In full and word for word, print the data below.

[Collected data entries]
━━━━━━━━━━━━━━━━━━━━━━━━━━━━━━

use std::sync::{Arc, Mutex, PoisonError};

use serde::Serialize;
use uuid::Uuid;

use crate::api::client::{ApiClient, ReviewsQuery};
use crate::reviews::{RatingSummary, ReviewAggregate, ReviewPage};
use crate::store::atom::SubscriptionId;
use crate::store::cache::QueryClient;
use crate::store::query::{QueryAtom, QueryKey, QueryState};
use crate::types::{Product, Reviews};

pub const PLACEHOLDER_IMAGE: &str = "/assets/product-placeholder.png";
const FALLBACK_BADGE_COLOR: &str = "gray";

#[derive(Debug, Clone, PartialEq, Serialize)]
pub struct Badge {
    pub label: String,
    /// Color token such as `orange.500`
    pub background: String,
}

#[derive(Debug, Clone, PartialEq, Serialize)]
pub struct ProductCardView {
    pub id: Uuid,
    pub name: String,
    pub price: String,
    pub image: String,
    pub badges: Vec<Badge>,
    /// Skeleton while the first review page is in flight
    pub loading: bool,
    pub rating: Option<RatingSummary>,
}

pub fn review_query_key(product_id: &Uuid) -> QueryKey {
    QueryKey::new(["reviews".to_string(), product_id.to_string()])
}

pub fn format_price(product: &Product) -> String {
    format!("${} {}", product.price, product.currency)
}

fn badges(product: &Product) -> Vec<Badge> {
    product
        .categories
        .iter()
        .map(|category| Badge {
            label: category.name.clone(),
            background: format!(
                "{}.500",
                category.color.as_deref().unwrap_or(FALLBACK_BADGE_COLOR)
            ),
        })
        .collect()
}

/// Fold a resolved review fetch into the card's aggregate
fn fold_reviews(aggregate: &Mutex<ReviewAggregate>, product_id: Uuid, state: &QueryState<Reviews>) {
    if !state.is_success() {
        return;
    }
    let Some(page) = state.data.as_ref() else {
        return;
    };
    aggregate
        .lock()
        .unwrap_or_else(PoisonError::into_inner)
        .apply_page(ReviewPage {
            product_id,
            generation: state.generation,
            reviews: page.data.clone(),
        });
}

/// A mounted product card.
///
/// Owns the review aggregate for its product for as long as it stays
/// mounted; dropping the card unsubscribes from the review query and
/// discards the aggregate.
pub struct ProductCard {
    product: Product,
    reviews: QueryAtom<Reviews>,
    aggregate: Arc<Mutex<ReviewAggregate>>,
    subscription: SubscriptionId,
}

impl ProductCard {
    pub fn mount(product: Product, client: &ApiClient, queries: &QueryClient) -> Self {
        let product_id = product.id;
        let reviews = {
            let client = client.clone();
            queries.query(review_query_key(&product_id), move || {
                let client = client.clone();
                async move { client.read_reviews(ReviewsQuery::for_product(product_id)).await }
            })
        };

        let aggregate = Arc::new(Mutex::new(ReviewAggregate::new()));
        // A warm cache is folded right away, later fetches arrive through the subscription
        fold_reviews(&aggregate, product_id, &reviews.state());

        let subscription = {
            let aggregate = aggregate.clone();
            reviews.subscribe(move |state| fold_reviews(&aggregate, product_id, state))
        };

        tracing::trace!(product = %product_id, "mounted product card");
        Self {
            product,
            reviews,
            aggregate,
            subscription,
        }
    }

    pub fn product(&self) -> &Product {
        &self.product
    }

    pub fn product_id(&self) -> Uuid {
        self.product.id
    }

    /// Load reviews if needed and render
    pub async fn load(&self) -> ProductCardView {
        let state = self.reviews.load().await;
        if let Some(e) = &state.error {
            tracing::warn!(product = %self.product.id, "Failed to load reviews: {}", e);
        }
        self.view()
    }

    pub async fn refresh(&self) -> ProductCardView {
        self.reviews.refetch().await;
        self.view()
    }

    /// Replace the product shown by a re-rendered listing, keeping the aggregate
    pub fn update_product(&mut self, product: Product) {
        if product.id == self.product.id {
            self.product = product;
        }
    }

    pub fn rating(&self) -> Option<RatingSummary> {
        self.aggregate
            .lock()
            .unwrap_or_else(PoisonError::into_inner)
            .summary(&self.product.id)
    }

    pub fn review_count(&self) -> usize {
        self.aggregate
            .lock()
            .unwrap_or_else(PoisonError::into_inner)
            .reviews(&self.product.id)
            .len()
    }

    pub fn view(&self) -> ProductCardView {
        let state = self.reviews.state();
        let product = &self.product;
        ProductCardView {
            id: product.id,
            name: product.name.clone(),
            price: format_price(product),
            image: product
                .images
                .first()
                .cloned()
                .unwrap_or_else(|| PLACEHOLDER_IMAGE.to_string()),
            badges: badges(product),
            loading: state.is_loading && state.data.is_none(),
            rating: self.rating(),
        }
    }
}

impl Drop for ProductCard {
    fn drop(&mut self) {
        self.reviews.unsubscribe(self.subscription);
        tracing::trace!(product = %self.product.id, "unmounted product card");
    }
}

━━━━━━━━━━━━━━━━━━━━━━━━━━━━━━

(EXERCISE RESULT)
use std::sync::{Arc, Mutex, PoisonError};

use serde::Serialize;
use uuid::Uuid;

use crate::api::client::{ApiClient, ReviewsQuery};
use crate::reviews::{RatingSummary, ReviewAggregate, ReviewPage};
use crate::store::atom::SubscriptionId;
use crate::store::cache::QueryClient;
use crate::store::query::{QueryAtom, QueryKey, QueryState};
use crate::types::{Product, Reviews};

pub const PLACEHOLDER_IMAGE: &str = "/assets/product-placeholder.png";
const FALLBACK_BADGE_COLOR: &str = "gray";

#[derive(Debug, Clone, PartialEq, Serialize)]
pub struct Badge {
    pub label: String,
    /// Color token such as `orange.500`
    pub background: String,
}

#[derive(Debug, Clone, PartialEq, Serialize)]
pub struct ProductCardView {
    pub id: Uuid,
    pub name: String,
    pub price: String,
    pub image: String,
    pub badges: Vec<Badge>,
    /// Skeleton while the first review page is in flight
    pub loading: bool,
    pub rating: Option<RatingSummary>,
}

pub fn review_query_key(product_id: &Uuid) -> QueryKey {
    QueryKey::new(["reviews".to_string(), product_id.to_string()])
}

pub fn format_price(product: &Product) -> String {
    format!("${} {}", product.price, product.currency)
}

fn badges(product: &Product) -> Vec<Badge> {
    product
        .categories
        .iter()
        .map(|category| Badge {
            label: category.name.clone(),
            background: format!(
                "{}.500",
                category.color.as_deref().unwrap_or(FALLBACK_BADGE_COLOR)
            ),
        })
        .collect()
}

/// Fold a resolved review fetch into the card's aggregate
fn fold_reviews(aggregate: &Mutex<ReviewAggregate>, product_id: Uuid, state: &QueryState<Reviews>) {
    if !state.is_success() {
        return;
    }
    let Some(page) = state.data.as_ref() else {
        return;
    };
    aggregate
        .lock()
        .unwrap_or_else(PoisonError::into_inner)
        .apply_page(ReviewPage {
            product_id,
            generation: state.generation,
            reviews: page.data.clone(),
        });
}

/// A mounted product card.
///
/// Owns the review aggregate for its product for as long as it stays
/// mounted; dropping the card unsubscribes from the review query and
/// discards the aggregate.
pub struct ProductCard {
    product: Product,
    reviews: QueryAtom<Reviews>,
    aggregate: Arc<Mutex<ReviewAggregate>>,
    subscription: SubscriptionId,
}

impl ProductCard {
    pub fn mount(product: Product, client: &ApiClient, queries: &QueryClient) -> Self {
        let product_id = product.id;
        let reviews = {
            let client = client.clone();
            queries.query(review_query_key(&product_id), move || {
                let client = client.clone();
                async move { client.read_reviews(ReviewsQuery::for_product(product_id)).await }
            })
        };

        let aggregate = Arc::new(Mutex::new(ReviewAggregate::new()));
        // A warm cache is folded right away, later fetches arrive through the subscription
        fold_reviews(&aggregate, product_id, &reviews.state());

        let subscription = {
            let aggregate = aggregate.clone();
            reviews.subscribe(move |state| fold_reviews(&aggregate, product_id, state))
        };

        tracing::trace!(product = %product_id, "mounted product card");
        Self {
            product,
            reviews,
            aggregate,
            subscription,
        }
    }

    pub fn product(&self) -> &Product {
        &self.product
    }

    pub fn product_id(&self) -> Uuid {
        self.product.id
    }

    /// Load reviews if needed and render
    pub async fn load(&self) -> ProductCardView {
        let state = self.reviews.load().await;
        if let Some(e) = &state.error {
            tracing::warn!(product = %self.product.id, "Failed to load reviews: {}", e);
        }
        self.view()
    }

    pub async fn refresh(&self) -> ProductCardView {
        self.reviews.refetch().await;
        self.view()
    }

    /// Replace the product shown by a re-rendered listing, keeping the aggregate
    pub fn update_product(&mut self, product: Product) {
        if product.id == self.product.id {
            self.product = product;
        }
    }

    pub fn rating(&self) -> Option<RatingSummary> {
        self.aggregate
            .lock()
            .unwrap_or_else(PoisonError::into_inner)
            .summary(&self.product.id)
    }

    pub fn review_count(&self) -> usize {
        self.aggregate
            .lock()
            .unwrap_or_else(PoisonError::into_inner)
            .reviews(&self.product.id)
            .len()
    }

    pub fn view(&self) -> ProductCardView {
        let state = self.reviews.state();
        let product = &self.product;
        ProductCardView {
            id: product.id,
            name: product.name.clone(),
            price: format_price(product),
            image: product
                .images
                .first()
                .cloned()
                .unwrap_or_else(|| PLACEHOLDER_IMAGE.to_string()),
            badges: badges(product),
            loading: state.is_loading && state.data.is_none(),
            rating: self.rating(),
        }
    }
}

impl Drop for ProductCard {
    fn drop(&mut self) {
        self.reviews.unsubscribe(self.subscription);
        tracing::trace!(product = %self.product.id, "unmounted product card");
    }
}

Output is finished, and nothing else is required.